Le choix de ce site d’Énergie Saguenay soulève toutefois des inquiétudes réelles pour le rétablissement du béluga, en raison de l’augmentation de la pollution sonore générée par le trafic maritime commercial au cours des prochaines années dans le parc marin du Saguenay–Saint-Laurent.

Selon un avis scientifique produit par des chercheurs de Pêches et Océans Canada, le projet GNL Québec et le terminal de la minière Arianne Phosphate (déjà approuvé par Ottawa) « tripleront » le trafic maritime actuel dans le Saguenay, « pour le faire passer de 450 à près de 1300 transits par an ». Dans ce contexte, « on ne peut exclure des risques élevés compte tenu de l’état actuel de la population [de bélugas] en déclin pour laquelle le bruit a été identifié comme un des facteurs de risques », soulignent les chercheurs de Pêches et Océans.

« Une navigation maritime accrue affectera de diverses manières les espèces en péril qui ont leur habitat dans le Saint-Laurent, notamment celui des bélugas. L’ACEE a l’obligation de s’assurer du strict respect de la Loi sur les espèces en péril », a fait valoir Alain Branchaud, directeur général de la Société pour la nature et les parcs Québec.

Dans le cas du béluga, une espèce « en voie de disparition », la législation interdit de détruire une « composante » de l’habitat essentiel de l’espèce. Or, les navires de transport de gaz liquéfié transiteront directement par cet habitat, et ce, tous les jours.
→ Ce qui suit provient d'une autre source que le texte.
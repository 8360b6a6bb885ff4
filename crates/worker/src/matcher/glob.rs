//! Glob patterns for the exclusion list.
//!
//! Only `*` is special: it matches any run of characters, including `/`
//! and `?`. Everything else is literal and the pattern is anchored at both
//! ends.

use regex::Regex;
use swcache_core::Error;

/// Translate a glob into an anchored regular expression.
pub fn glob_to_regex(glob: &str) -> Result<Regex, Error> {
    let body = glob.split('*').map(regex::escape).collect::<Vec<_>>().join(".*");
    Regex::new(&format!("^{body}$")).map_err(|e| Error::InvalidPattern(format!("{glob}: {e}")))
}

#[cfg(test)]
mod tests {
    use super::*;

    #[test]
    fn test_literal_is_anchored() {
        let re = glob_to_regex("/login").unwrap();
        assert!(re.is_match("/login"));
        assert!(!re.is_match("/login/x"));
        assert!(!re.is_match("/app/login"));
    }

    #[test]
    fn test_star_matches_anything() {
        let re = glob_to_regex("/login*").unwrap();
        assert!(re.is_match("/login"));
        assert!(re.is_match("/login?x=1"));
        assert!(re.is_match("/login/step/2"));
        assert!(!re.is_match("/logi"));
    }

    #[test]
    fn test_regex_metacharacters_are_literal() {
        let re = glob_to_regex("/api/v1.0/(x)+*").unwrap();
        assert!(re.is_match("/api/v1.0/(x)+/users"));
        assert!(!re.is_match("/api/v1x0/(x)+/users"));
        assert_eq!(re.as_str(), r"^/api/v1\.0/\(x\)\+.*$");
    }

    #[test]
    fn test_inner_star() {
        let re = glob_to_regex("/users/*/settings").unwrap();
        assert!(re.is_match("/users/42/settings"));
        assert!(!re.is_match("/users/42/profile"));
    }
}
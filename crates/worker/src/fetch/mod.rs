//! Network access for the strategy engine.
//!
//! ### Request semantics
//! - Relative URLs resolve against the worker origin; fragments are dropped.
//! - `same-origin` mode refuses cross-origin URLs before any I/O.
//! - Cookie and Authorization headers are only forwarded when the
//!   credentials policy allows it for the target origin.
//!
//! ### Response classification
//! - Same-origin final URL: `basic`.
//! - Cross-origin under `cors` mode: `cors`, fully readable.
//! - Cross-origin under `no-cors` mode: `opaque`, status 0, no headers, no body.
//! - A final URL different from the requested one marks the response redirected.

pub mod request;
pub mod url;

use std::time::{Duration, Instant};

use reqwest::{Client, header};
use swcache_core::{AppConfig, Error};

pub use reqwest::Method;
pub use request::{Credentials, Request, RequestMode, Response, ResponseKind, ResponseSource};
pub use url::{UrlError, is_http, is_same_origin, resolve};

/// Configuration for the HTTP network.
#[derive(Debug, Clone)]
pub struct FetchConfig {
    /// Origin the worker is scoped to.
    pub origin: ::url::Url,

    /// User agent string (default: "swcache/0.1")
    pub user_agent: String,

    /// Request timeout (default: 20s)
    pub timeout: Duration,

    /// Maximum number of redirects to follow (default: 5)
    pub max_redirects: usize,
}

impl FetchConfig {
    /// Derive the network settings from the worker configuration.
    pub fn from_app_config(config: &AppConfig) -> Result<Self, Error> {
        let origin = config.origin_url().map_err(|e| Error::InvalidUrl(e.to_string()))?;
        Ok(Self {
            origin,
            user_agent: config.user_agent.clone(),
            timeout: config.timeout(),
            max_redirects: config.max_redirects,
        })
    }
}

/// The network as seen by the worker.
///
/// Implementations resolve with a response for any HTTP status and fail
/// only when no response was received at all.
#[async_trait::async_trait]
pub trait Network: Send + Sync {
    async fn fetch(&self, request: &Request) -> Result<Response, Error>;
}

/// reqwest-backed network.
pub struct HttpNetwork {
    http: Client,
    config: FetchConfig,
}

impl HttpNetwork {
    /// Create a new network client with the given configuration.
    pub fn new(config: FetchConfig) -> Result<Self, Error> {
        let http = Client::builder()
            .user_agent(&config.user_agent)
            .timeout(config.timeout)
            .redirect(reqwest::redirect::Policy::limited(config.max_redirects))
            .use_rustls_tls()
            .gzip(true)
            .brotli(true)
            .deflate(true)
            .build()
            .map_err(|e| Error::Network(format!("failed to build HTTP client: {e}")))?;

        Ok(Self { http, config })
    }

    /// Get reference to the configuration.
    pub fn config(&self) -> &FetchConfig {
        &self.config
    }

    fn sends_credentials(&self, request: &Request, same_origin: bool) -> bool {
        match request.credentials {
            Credentials::Include => true,
            Credentials::SameOrigin => same_origin,
            Credentials::Omit => false,
        }
    }
}

#[async_trait::async_trait]
impl Network for HttpNetwork {
    async fn fetch(&self, request: &Request) -> Result<Response, Error> {
        let start = Instant::now();
        let url = resolve(&self.config.origin, &request.url).map_err(|e| Error::InvalidUrl(e.to_string()))?;
        let same_origin = is_same_origin(&self.config.origin, &url);

        if request.mode == RequestMode::SameOrigin && !same_origin {
            return Err(Error::Network(format!("cross-origin request to {url} refused in same-origin mode")));
        }

        let with_credentials = self.sends_credentials(request, same_origin);
        let mut builder = self.http.request(request.method.clone(), url.as_str());
        for (name, value) in &request.headers {
            let is_credential = name.eq_ignore_ascii_case(header::COOKIE.as_str())
                || name.eq_ignore_ascii_case(header::AUTHORIZATION.as_str());
            if is_credential && !with_credentials {
                continue;
            }
            builder = builder.header(name.as_str(), value.as_str());
        }

        let response = builder.send().await.map_err(|e| {
            if e.is_timeout() {
                Error::FetchTimeout(format!("{url}: {e}"))
            } else {
                Error::Network(format!("{url}: {e}"))
            }
        })?;

        let final_url = response.url().clone();
        let redirected = final_url != url;

        let kind = if is_same_origin(&self.config.origin, &final_url) {
            ResponseKind::Basic
        } else if request.mode == RequestMode::Cors {
            ResponseKind::Cors
        } else {
            tracing::debug!(url = %final_url, "cross-origin no-cors response is opaque");
            let mut opaque = Response::opaque(final_url.as_str());
            opaque.redirected = redirected;
            return Ok(opaque);
        };

        let status = response.status();
        let headers: Vec<(String, String)> = response
            .headers()
            .iter()
            .filter_map(|(name, value)| value.to_str().ok().map(|v| (name.to_string(), v.to_string())))
            .collect();

        let body = response
            .bytes()
            .await
            .map_err(|e| Error::Network(format!("failed to read response from {final_url}: {e}")))?;

        tracing::debug!(
            url = %url,
            final_url = %final_url,
            status = status.as_u16(),
            bytes = body.len(),
            elapsed_ms = start.elapsed().as_millis() as u64,
            "network fetch complete"
        );

        Ok(Response {
            url: final_url.to_string(),
            status: status.as_u16(),
            status_text: status.canonical_reason().unwrap_or_default().to_string(),
            headers,
            body,
            kind,
            redirected,
            source: ResponseSource::Network,
        })
    }
}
14 sites évalués, dont Rabaska et Cacouna

Avant de choisir d’établir son futur terminal d’exportation au Saguenay, GNL Québec a évalué 14 sites, dont quatre situés dans la région de Charlevoix et neuf sur la rive sud du Saint-Laurent, entre Rimouski et Lévis. Trois sites avaient alors été retenus pour une analyse plus complète, soit celui du Saguenay, mais aussi ceux des défunts projets de ports méthaniers de Rabaska et de Cacouna. Qui plus est, le promoteur d’Énergie Saguenay a indiqué par écrit que le choix du site impliquait « deux éléments clés », dont l’« approvisionnement » par gazoduc. « Le fleuve Saint-Laurent et son estuaire offrent ainsi la voie navigable par excellence pour l’expédition du GNL, permettant ainsi de réduire considérablement la longueur du gazoduc à être construit pour se connecter au réseau existant dans l’est de l’Ontario », précise le promoteur, dans un document transmis au fédéral.